Comparison of Third Quarter of 1994 with Third Quarter of 1993:
In the third quarter of 1994, revenues increased 18 percent to
$912.5 million, up from $770.4 million in the 1993 quarter.
Third quarter income from continuing operations and net income
was $45.4 million or $0.52 per share, up 18 percent on a per
share basis from both 1993's income from continuing operations of
$37.2 million or $0.44 per share, and net income of $37.6
million, also $0.44 per share. Excluding the $3.8 million or
$0.04 per share one-time net benefit in the 1993 quarter from the
1 percent increase in the U.S. corporate income tax rate (signed
into law during the 1993 third quarter but effective as of
January 1, 1993), income from continuing operations and net
income were up 30 percent on a per share basis in the quarter.
Consumer Products
The Consumer Products Group's revenues were up $18.1 million or 5
percent from those of the 1993 quarter.
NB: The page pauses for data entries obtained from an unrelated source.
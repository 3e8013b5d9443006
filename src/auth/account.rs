//! Registration, sign-in and session lookup.

use std::time::Duration;

use chrono::{SecondsFormat, Utc};
use serde::Serialize;
use sqlx::SqlitePool;
use tracing::{debug, info, warn};

use super::password::{hash_password, validate_password_strength, verify_password};
use super::session::{generate_session_token, validate_username};
use crate::db::{self, now_timestamp, Profile};
use crate::error::{Access, ShareError, ShareResult};
use crate::session::Session;

/// A freshly issued session token and the identity behind it.
#[derive(Debug, Clone, Serialize)]
pub struct SignedIn {
    pub session: Session,
    pub token: String,
    pub expires_at: String,
}

fn backend(access: Access) -> impl Fn(anyhow::Error) -> ShareError {
    move |e| ShareError::from_backend(&e, access)
}

const ALREADY_REGISTERED: &str = "That username or email is already registered";

/// A registration that lost a race to the same username or email trips the
/// UNIQUE constraint; report it like the up-front duplicate check does.
fn profile_insert_error(err: anyhow::Error) -> ShareError {
    let duplicate = matches!(
        err.downcast_ref::<sqlx::Error>(),
        Some(sqlx::Error::Database(db_err)) if db_err.is_unique_violation()
    );
    if duplicate {
        ShareError::validation(ALREADY_REGISTERED)
    } else {
        ShareError::from_backend(&err, Access::Write)
    }
}

fn normalize_email(email: Option<&str>) -> ShareResult<Option<String>> {
    match email.map(str::trim).filter(|e| !e.is_empty()) {
        None => Ok(None),
        Some(email) => {
            let valid = email
                .split_once('@')
                .is_some_and(|(local, domain)| !local.is_empty() && domain.contains('.'));
            if valid {
                Ok(Some(email.to_lowercase()))
            } else {
                Err(ShareError::validation("Please enter a valid email address"))
            }
        }
    }
}

/// Create an account and sign it in.
///
/// # Errors
///
/// Returns [`ShareError::Validation`] for a malformed username, email or
/// password, or when the username or email is already taken.
pub async fn register(
    pool: &SqlitePool,
    username: &str,
    email: Option<&str>,
    password: &str,
    ttl: Duration,
) -> ShareResult<SignedIn> {
    let username = username.trim();
    validate_username(username)?;
    let email = normalize_email(email)?;
    validate_password_strength(password)?;

    if db::profile_exists(pool, username, email.as_deref())
        .await
        .map_err(backend(Access::Read))?
    {
        return Err(ShareError::validation(ALREADY_REGISTERED));
    }

    let password_hash = hash_password(password).map_err(backend(Access::Write))?;
    let user_id = uuid::Uuid::new_v4().to_string();
    db::create_profile(pool, &user_id, username, email.as_deref(), &password_hash)
        .await
        .map_err(profile_insert_error)?;

    info!(user_id = %user_id, username, "Registered new profile");

    let mut session = Session::new(user_id, username);
    session.email = email;
    issue_session(pool, session, ttl).await
}

/// Sign in with a username or email and a password.
///
/// # Errors
///
/// Returns [`ShareError::Unauthorized`] when the credentials don't match.
pub async fn login(
    pool: &SqlitePool,
    login: &str,
    password: &str,
    ttl: Duration,
) -> ShareResult<SignedIn> {
    let profile = db::get_profile_by_login(pool, login.trim())
        .await
        .map_err(backend(Access::Read))?;

    let Some(profile) = profile else {
        debug!(login, "Sign-in for unknown login");
        return Err(ShareError::Unauthorized);
    };

    if !verify_password(password, &profile.password_hash).map_err(backend(Access::Read))? {
        warn!(user_id = %profile.id, "Sign-in with wrong password");
        return Err(ShareError::Unauthorized);
    }

    issue_session(pool, Session::from(&profile), ttl).await
}

async fn issue_session(pool: &SqlitePool, session: Session, ttl: Duration) -> ShareResult<SignedIn> {
    let token = generate_session_token();
    let ttl = chrono::Duration::from_std(ttl).unwrap_or_else(|_| chrono::Duration::days(30));
    let expires_at = (Utc::now() + ttl).to_rfc3339_opts(SecondsFormat::Micros, true);

    db::create_session(pool, &token, &session.user_id, &expires_at)
        .await
        .map_err(backend(Access::Write))?;

    Ok(SignedIn {
        session,
        token,
        expires_at,
    })
}

/// Drop a session token. Unknown tokens are ignored.
///
/// # Errors
///
/// Returns a backend error if the delete fails.
pub async fn logout(pool: &SqlitePool, token: &str) -> ShareResult<()> {
    db::delete_session(pool, token)
        .await
        .map_err(backend(Access::Write))
}

/// Resolve a token into a [`Session`].
///
/// Expired sessions are deleted on sight and resolve to `None`, as do tokens
/// whose profile no longer exists.
///
/// # Errors
///
/// Returns a backend error if the lookup fails.
pub async fn resolve_session(pool: &SqlitePool, token: &str) -> ShareResult<Option<Session>> {
    let Some(record) = db::get_session_by_token(pool, token)
        .await
        .map_err(backend(Access::Read))?
    else {
        return Ok(None);
    };

    if record.expires_at < now_timestamp() {
        debug!(user_id = %record.user_id, "Dropping expired session");
        if let Err(e) = db::delete_session(pool, token).await {
            warn!("Failed to delete expired session: {e:#}");
        }
        return Ok(None);
    }

    let profile: Option<Profile> = db::get_profile(pool, &record.user_id)
        .await
        .map_err(backend(Access::Read))?;

    Ok(profile.as_ref().map(Session::from))
}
Operating income
increased $5 million or 14 percent from that of the 1993
quarter. Operating margins improved to 11.1 percent from 10.3
percent in the 1993 quarter.
Skin Care division's revenues and operating income declined $4.5
million and $2.6 million, respectively, from those of 1993's
quarter. While soap market share was up from that of last year,
reflecting consumer takeaway, actual sales volumes to
distributors were down, causing the revenue and operating
declines. Lower marketing expenses and lower raw material and
process costs partially offset the decline in revenue.
The Food division's revenues and operating income increased $3.7
million and $932,000 respectively, from those of the 1993
quarter. Sales of most food products except microwaveables were
up from last year's quarter, while lower meat costs also
contributed to increased operating income.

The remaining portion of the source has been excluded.